> **Action item**:
Output every line from the beginning of the records through the line that contains "and lists the", exactly as it appears.

> **Data under study**:

┄┄┄┄┄┄┄┄┄┄

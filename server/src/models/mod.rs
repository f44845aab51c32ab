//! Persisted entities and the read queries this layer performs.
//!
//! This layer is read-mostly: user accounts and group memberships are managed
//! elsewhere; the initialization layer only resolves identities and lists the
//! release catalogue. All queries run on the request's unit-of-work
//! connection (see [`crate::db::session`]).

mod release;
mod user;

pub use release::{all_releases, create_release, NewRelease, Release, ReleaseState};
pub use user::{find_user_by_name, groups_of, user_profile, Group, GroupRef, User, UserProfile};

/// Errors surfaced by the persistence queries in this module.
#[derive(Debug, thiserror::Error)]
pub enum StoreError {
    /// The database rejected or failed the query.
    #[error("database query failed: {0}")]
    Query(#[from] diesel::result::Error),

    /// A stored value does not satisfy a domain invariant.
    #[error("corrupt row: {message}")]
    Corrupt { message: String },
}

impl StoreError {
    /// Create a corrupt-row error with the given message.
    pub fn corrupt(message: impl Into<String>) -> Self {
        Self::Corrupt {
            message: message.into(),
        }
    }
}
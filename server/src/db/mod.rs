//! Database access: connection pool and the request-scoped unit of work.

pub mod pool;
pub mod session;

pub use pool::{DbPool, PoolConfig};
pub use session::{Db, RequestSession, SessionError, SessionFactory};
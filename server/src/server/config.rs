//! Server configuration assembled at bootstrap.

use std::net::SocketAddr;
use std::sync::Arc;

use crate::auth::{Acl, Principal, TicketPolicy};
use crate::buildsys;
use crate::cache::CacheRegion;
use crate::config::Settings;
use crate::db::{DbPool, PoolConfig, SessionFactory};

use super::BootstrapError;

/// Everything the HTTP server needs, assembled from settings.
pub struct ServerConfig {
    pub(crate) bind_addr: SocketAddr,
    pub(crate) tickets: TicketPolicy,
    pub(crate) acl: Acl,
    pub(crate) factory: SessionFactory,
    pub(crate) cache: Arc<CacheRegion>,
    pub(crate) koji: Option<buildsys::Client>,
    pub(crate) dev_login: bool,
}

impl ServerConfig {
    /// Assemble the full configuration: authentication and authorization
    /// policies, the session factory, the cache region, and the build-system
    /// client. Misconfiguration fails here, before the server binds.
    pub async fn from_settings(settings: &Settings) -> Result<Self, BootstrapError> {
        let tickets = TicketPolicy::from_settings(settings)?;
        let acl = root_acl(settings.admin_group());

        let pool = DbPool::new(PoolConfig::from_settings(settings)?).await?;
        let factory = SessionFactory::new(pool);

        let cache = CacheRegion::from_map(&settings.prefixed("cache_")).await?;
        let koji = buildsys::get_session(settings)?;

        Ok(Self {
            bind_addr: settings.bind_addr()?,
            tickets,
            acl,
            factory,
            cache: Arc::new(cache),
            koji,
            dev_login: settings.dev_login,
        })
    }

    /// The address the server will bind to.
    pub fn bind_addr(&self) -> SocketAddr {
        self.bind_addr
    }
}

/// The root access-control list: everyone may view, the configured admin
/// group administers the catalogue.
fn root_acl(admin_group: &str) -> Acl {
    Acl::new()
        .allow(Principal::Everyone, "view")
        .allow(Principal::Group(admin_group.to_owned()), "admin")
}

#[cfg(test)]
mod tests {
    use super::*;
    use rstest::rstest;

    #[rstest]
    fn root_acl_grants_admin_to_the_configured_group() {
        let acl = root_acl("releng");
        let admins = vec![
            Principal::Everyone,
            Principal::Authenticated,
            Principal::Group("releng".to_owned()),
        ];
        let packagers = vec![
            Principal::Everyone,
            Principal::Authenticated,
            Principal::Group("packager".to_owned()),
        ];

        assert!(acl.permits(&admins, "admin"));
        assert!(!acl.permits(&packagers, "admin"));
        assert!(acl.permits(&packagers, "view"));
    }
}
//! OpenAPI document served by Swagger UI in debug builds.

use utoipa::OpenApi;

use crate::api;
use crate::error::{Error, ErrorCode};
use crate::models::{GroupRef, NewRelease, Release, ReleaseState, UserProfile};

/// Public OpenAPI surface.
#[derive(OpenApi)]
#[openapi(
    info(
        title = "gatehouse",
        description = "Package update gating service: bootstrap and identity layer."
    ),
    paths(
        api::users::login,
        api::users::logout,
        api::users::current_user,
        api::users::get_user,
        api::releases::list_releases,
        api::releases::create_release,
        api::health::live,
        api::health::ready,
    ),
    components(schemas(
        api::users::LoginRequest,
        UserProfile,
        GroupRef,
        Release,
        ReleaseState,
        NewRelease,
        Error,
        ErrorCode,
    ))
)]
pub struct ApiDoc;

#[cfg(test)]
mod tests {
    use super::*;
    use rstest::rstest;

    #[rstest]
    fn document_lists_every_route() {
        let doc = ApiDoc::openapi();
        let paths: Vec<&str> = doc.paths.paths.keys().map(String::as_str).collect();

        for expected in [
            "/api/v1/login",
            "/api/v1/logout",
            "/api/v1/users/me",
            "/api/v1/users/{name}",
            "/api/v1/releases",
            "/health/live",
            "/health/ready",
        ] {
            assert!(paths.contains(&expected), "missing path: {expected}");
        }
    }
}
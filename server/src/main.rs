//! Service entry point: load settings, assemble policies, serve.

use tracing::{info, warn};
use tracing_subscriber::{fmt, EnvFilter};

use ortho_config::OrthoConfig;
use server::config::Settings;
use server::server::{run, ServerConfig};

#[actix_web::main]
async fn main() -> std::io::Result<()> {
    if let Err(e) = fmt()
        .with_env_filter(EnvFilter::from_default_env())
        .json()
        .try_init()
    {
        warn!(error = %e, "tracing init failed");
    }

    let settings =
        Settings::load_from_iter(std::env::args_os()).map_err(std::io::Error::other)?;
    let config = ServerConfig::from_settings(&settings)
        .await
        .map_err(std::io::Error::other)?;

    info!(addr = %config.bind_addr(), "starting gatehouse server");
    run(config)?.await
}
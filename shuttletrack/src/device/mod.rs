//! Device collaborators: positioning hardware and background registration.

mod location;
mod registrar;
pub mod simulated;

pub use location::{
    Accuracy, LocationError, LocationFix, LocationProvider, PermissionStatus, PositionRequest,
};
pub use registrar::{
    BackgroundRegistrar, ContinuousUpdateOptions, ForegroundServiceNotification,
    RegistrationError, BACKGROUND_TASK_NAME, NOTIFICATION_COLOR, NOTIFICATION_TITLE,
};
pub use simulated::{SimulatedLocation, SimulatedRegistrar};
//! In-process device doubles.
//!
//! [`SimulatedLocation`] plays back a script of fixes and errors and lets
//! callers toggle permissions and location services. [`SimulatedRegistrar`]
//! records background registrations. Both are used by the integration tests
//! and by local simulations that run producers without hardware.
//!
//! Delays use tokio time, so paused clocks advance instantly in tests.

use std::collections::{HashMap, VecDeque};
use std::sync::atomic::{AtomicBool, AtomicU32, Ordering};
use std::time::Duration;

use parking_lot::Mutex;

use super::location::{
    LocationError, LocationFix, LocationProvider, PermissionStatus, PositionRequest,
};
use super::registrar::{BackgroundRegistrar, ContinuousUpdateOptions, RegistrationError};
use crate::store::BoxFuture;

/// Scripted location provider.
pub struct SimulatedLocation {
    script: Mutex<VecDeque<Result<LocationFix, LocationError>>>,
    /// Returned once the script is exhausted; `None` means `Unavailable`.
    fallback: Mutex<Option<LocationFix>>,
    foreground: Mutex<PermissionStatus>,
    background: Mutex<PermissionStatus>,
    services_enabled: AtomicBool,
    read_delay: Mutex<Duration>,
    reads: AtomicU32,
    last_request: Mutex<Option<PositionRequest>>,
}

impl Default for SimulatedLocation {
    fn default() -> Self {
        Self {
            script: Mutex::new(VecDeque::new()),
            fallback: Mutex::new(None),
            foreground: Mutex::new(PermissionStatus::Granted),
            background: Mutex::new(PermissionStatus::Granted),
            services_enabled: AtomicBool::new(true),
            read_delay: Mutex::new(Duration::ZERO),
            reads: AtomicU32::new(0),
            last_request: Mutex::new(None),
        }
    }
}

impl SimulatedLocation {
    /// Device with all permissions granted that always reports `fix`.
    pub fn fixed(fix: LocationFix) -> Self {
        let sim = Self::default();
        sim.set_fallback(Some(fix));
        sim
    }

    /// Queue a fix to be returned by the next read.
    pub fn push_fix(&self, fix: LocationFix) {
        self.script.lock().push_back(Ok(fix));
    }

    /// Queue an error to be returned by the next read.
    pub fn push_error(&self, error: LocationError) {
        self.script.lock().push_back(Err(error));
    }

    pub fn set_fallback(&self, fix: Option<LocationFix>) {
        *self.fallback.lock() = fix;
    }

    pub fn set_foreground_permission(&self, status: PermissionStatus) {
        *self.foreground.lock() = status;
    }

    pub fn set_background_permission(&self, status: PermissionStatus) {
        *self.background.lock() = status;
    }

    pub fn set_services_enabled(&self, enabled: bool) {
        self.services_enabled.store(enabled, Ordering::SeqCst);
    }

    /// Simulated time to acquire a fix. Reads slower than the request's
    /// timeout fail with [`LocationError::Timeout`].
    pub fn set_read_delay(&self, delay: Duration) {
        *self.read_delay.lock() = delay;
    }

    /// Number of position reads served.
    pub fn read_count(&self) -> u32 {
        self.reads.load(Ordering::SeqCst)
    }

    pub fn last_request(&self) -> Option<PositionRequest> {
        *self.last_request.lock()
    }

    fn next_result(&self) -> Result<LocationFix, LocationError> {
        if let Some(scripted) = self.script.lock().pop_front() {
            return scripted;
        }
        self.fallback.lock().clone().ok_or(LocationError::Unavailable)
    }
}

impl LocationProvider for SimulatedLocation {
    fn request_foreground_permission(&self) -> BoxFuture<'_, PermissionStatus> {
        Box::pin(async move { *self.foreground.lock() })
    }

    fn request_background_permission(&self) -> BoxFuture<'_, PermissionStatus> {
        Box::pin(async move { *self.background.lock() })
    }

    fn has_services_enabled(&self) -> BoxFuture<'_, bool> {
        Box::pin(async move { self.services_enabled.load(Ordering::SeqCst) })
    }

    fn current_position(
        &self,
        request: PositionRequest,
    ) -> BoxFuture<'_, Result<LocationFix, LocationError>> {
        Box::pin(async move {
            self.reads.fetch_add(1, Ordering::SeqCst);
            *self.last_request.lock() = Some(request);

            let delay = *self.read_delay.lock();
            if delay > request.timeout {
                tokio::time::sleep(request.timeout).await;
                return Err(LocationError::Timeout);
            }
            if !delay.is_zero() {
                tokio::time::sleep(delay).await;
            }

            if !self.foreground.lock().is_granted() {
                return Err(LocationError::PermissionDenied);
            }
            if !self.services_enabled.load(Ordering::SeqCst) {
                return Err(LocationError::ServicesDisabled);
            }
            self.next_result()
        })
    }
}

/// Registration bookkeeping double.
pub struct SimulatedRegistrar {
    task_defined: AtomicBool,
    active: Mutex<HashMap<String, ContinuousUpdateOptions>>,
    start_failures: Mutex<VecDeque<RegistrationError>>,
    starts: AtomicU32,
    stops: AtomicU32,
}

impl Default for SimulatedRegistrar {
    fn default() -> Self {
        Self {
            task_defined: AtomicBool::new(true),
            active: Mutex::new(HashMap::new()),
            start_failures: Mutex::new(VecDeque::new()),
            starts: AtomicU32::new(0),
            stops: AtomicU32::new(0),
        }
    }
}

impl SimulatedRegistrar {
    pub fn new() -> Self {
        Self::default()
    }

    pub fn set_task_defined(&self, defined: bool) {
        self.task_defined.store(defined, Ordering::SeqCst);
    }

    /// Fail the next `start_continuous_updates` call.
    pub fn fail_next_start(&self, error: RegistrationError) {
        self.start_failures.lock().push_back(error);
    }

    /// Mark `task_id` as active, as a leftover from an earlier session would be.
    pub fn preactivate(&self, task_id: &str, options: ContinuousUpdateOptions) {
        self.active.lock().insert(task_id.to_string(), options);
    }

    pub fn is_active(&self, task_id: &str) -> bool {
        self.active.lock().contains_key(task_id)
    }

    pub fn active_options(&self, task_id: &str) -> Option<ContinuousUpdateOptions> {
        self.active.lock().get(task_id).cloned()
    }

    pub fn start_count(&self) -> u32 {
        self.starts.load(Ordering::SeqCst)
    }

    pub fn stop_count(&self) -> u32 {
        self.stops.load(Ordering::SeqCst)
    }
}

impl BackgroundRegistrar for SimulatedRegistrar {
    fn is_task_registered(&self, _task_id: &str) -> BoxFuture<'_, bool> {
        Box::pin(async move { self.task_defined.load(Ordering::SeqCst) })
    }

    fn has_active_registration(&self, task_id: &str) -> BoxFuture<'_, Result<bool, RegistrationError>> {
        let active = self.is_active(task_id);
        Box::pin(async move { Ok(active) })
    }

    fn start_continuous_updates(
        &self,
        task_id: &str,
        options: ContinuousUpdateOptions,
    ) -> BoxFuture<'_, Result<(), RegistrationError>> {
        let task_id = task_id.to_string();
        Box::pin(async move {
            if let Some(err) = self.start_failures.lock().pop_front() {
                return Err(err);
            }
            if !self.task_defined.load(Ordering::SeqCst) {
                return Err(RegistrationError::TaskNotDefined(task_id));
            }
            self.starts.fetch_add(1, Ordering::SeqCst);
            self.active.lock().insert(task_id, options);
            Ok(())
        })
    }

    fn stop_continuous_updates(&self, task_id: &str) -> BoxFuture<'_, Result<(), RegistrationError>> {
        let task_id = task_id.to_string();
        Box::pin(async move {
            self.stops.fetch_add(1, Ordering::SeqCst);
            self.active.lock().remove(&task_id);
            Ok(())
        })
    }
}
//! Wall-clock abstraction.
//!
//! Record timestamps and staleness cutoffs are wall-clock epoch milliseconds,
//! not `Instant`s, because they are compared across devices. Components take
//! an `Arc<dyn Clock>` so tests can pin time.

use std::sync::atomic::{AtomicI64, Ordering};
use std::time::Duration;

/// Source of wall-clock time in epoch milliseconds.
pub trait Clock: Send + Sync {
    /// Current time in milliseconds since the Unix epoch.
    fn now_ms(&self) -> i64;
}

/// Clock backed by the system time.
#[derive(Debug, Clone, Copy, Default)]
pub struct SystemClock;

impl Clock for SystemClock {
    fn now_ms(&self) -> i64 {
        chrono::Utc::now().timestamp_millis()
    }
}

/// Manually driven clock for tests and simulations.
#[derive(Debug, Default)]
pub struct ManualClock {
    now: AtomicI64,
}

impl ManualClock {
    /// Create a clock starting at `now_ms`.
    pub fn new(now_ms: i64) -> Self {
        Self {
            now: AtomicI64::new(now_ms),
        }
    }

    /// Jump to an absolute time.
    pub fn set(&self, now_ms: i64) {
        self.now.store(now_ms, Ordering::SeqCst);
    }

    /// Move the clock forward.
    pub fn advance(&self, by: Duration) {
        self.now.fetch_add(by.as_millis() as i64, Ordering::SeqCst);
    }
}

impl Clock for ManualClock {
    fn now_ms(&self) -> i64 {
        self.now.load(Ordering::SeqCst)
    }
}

┄┄┄┄┄┄┄┄┄┄

> **Answer to this exercise**:
filename server/src/models/mod.rs
repository f44845aab51c32ab
//! Persisted entities and the read queries this layer performs.
//!
//! This layer is read-mostly: user accounts and group memberships are managed
//! elsewhere; the initialization layer only resolves identities and lists the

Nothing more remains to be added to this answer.